[concurrency-interest] Fences APIand visibility/coherency

Dmitriy V'jukov dvyukov at gmail.com
Tue Nov 10 05:57:42 EST 2009


On Sat, Oct 17, 2009 at 3:46 AM, Boehm, Hans <hans.boehm at hp.com> wrote:

>
>
> > -----Original Message-----
> > From: Dmitriy V'jukov [mailto:dvyukov at gmail.com]
> > Sent: Friday, October 16, 2009 5:28 AM
> > To: concurrency-interest at cs.oswego.edu;
> > javamemorymodel-discussion at cs.umd.edu
> > Cc: Doug Lea; Boehm, Hans; davidcholmes at aapt.net.au; Adam Morrison
> > Subject: Fences APIand visibility/coherency
> >
> > > Date: Thu, 15 Oct 2009 18:18:48 +0000
> > > From: "Boehm, Hans" <hans.boehm at hp.com>
> > > Subject: Re: [concurrency-interest] [Javamemorymodel-discussion]
> > >        Fences APIand visibility/coherency
> >
> > > I'm not sure we have a real disagreement here about how
> > implementations should behave.  But I think we're running
> > into a limitation of language specifications in general:
> > They can only specify the allowable behavior of a program,
> > not the details of the implementation.  Once we agree that
> > our example program is allowed not to terminate (because we
> > want to allow dumb schedulers), the implementation is allowed
> > to produce that nonterminating behavior in any way it wants.
> >
> > Hans,
> >
> > I understand what you are talking about, and this makes
> > sense. However here is some thoughts on this.
> >
> > Is it why "synchronization order must be a countable set"
> > removed in favor of "Java does not require fair scheduler"
> > (providing both statements is contradicting)?
> As I said in my last message, I don't think the intent was to remove it,
> just to restate it.  See the section on observable behavior.
> >
> > As far as I understand, what you are saying effectively
> > implying that volatile and plain vars are basically  the same
> > (ordering aside). I.e.
> > assume I am in your team and write "signaling on a flag" with
> > flag declared as plain var. You say to me: Hey, Dmitry, you
> > have to declare flag as volatile. Me: But why, Hans? They
> > both may work, and neither guaranteed to work.
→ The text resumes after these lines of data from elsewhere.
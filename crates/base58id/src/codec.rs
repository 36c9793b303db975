use crate::{
    Alphabet, BITCOIN_ALPHABET, Error, FLICKR_ALPHABET, RIPPLE_ALPHABET, Result, StringError,
};
use alloc::string::String;

#[cfg(feature = "tracing")]
use tracing::instrument;

/// Largest offset accepted by [`Codec::new`].
///
/// Keeps `id + offset` far away from `i64::MAX` for every realistic ID.
pub const MAX_OFFSET: i64 = 1_000_000_000;

/// Length of the longest token a non-negative `i64` can encode to.
///
/// `58^10 <= i64::MAX < 58^11`.
pub const MAX_TOKEN_LEN: usize = 11;

const BASE: i64 = 58;

/// Converts non-negative integer IDs to base58 tokens and back.
///
/// A codec binds an [`Alphabet`] to an offset that is added to every ID
/// before encoding and subtracted after decoding, so that ID `0` does not
/// have to map to the shortest, most guessable token.
///
/// Codecs are immutable and `Copy`; share one across threads freely.
///
/// ## Policies
/// - Negative IDs are rejected by [`Codec::encode`].
/// - ID `0` is an ordinary value and encodes to a single symbol.
/// - [`Codec::decode`] is strict: the first byte outside the alphabet fails
///   the whole token, as do empty tokens and tokens that decode below the
///   offset.
///
/// # Example
///
/// ```
/// use base58id::{Codec, FLICKR};
///
/// let codec = Codec::new(FLICKR, 0).unwrap();
/// assert_eq!(codec.encode(15).unwrap(), "g");
/// assert_eq!(codec.decode("g").unwrap(), 15);
///
/// let shifted = Codec::new(FLICKR, 1).unwrap();
/// assert_eq!(shifted.encode(15).unwrap(), "h");
/// ```
#[derive(Clone, Copy, Debug, PartialEq, Eq, Hash)]
pub struct Codec {
    alphabet: Alphabet,
    offset: i64,
}

impl Codec {
    /// Creates a codec from an alphabet string and an offset.
    ///
    /// # Errors
    ///
    /// - [`Error::InvalidAlphabet`] if `alphabet` is not 58 ASCII characters
    /// - [`Error::InvalidOffset`] if `offset` is negative or exceeds
    ///   [`MAX_OFFSET`]
    pub fn new(alphabet: &str, offset: i64) -> Result<Self> {
        Self::with_alphabet(Alphabet::new(alphabet)?, offset)
    }

    /// Creates a codec from an already validated [`Alphabet`].
    ///
    /// # Errors
    ///
    /// Returns [`Error::InvalidOffset`] if `offset` is negative or exceeds
    /// [`MAX_OFFSET`].
    pub fn with_alphabet(alphabet: Alphabet, offset: i64) -> Result<Self> {
        if !(0..=MAX_OFFSET).contains(&offset) {
            return Err(Error::InvalidOffset { offset });
        }

        #[cfg(feature = "tracing")]
        if !alphabet.is_distinct() {
            tracing::warn!(
                alphabet = alphabet.as_str(),
                "alphabet has repeated symbols, tokens will not round-trip"
            );
        }

        Ok(Self { alphabet, offset })
    }

    /// A codec over the Bitcoin alphabet with no offset.
    pub const fn bitcoin() -> Self {
        Self {
            alphabet: BITCOIN_ALPHABET,
            offset: 0,
        }
    }

    /// A codec over the Flickr alphabet with no offset.
    pub const fn flickr() -> Self {
        Self {
            alphabet: FLICKR_ALPHABET,
            offset: 0,
        }
    }

    /// A codec over the Ripple alphabet with no offset.
    pub const fn ripple() -> Self {
        Self {
            alphabet: RIPPLE_ALPHABET,
            offset: 0,
        }
    }

    pub const fn alphabet(&self) -> &Alphabet {
        &self.alphabet
    }

    pub const fn offset(&self) -> i64 {
        self.offset
    }

    /// Encodes `id` into a token.
    ///
    /// # Errors
    ///
    /// Returns [`Error::InvalidId`] if `id` is negative or `id + offset`
    /// overflows `i64`.
    #[cfg_attr(feature = "tracing", instrument(level = "trace", skip(self)))]
    pub fn encode(&self, id: i64) -> Result<String> {
        let mut buf = [0_u8; MAX_TOKEN_LEN];
        let token = self.encode_to_buf(id, &mut buf)?;
        Ok(String::from(token))
    }

    /// Encodes `id` into `buf` without allocating, returning the token as a
    /// slice of `buf`.
    ///
    /// Digits are written right-aligned, least-significant first, so the
    /// returned slice is the tail of `buf`.
    ///
    /// # Errors
    ///
    /// Same as [`Codec::encode`].
    ///
    /// # Example
    ///
    /// ```
    /// use base58id::{Codec, MAX_TOKEN_LEN};
    ///
    /// let codec = Codec::flickr();
    /// let mut buf = [0_u8; MAX_TOKEN_LEN];
    /// assert_eq!(codec.encode_to_buf(59, &mut buf).unwrap(), "22");
    /// ```
    pub fn encode_to_buf<'a>(&self, id: i64, buf: &'a mut [u8; MAX_TOKEN_LEN]) -> Result<&'a str> {
        if id < 0 {
            return Err(Error::InvalidId { id });
        }
        let mut value = id.checked_add(self.offset).ok_or(Error::InvalidId { id })?;

        let mut start = MAX_TOKEN_LEN;
        while value >= BASE {
            start -= 1;
            buf[start] = self.alphabet.symbol_at((value % BASE) as usize);
            value /= BASE;
        }
        start -= 1;
        buf[start] = self.alphabet.symbol_at(value as usize);

        // SAFETY: every byte written comes from the alphabet, which is ASCII.
        Ok(unsafe { core::str::from_utf8_unchecked(&buf[start..]) })
    }

    /// Decodes a token produced by a codec with the same alphabet and offset.
    ///
    /// Tokens with superfluous leading zero symbols are accepted and decode
    /// to the same ID as their canonical form.
    ///
    /// # Errors
    ///
    /// Returns [`Error::InvalidString`] if the token is empty, contains a byte
    /// outside the alphabet, overflows `i64`, or decodes to a value below the
    /// offset.
    #[cfg_attr(feature = "tracing", instrument(level = "trace", skip(self)))]
    pub fn decode(&self, token: &str) -> Result<i64> {
        if token.is_empty() {
            return Err(StringError::Empty.into());
        }

        let mut value: i64 = 0;
        for (index, byte) in token.bytes().enumerate() {
            let digit = self
                .alphabet
                .digit(byte)
                .ok_or(StringError::InvalidSymbol { byte, index })?;
            value = value
                .checked_mul(BASE)
                .and_then(|v| v.checked_add(i64::from(digit)))
                .ok_or(StringError::Overflow)?;
        }

        if value < self.offset {
            return Err(StringError::BelowOffset { value }.into());
        }
        Ok(value - self.offset)
    }
}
So what's the
> > distinction? What will you answer to me?
> The volatile flag will guarantee partial correctness; If you see the flag
> set, you will see prior state updates by the thread setting the flag.  The
> ordinary variable one won't guarantee that.
>
> As a practical matter, the volatile flag will work as far as termination
> properties are concerned, the other one may well not.  I believe the
> volatile flag is guaranteed to do the right thing for applications that work
> no matter what the scheduler does.
>

Hi Hans, concurrency-interest, javamemorymodel-discussion,

Sorry for delay, it took some time to form consistent reasoning on the
topic. Here is how I understand the problem now.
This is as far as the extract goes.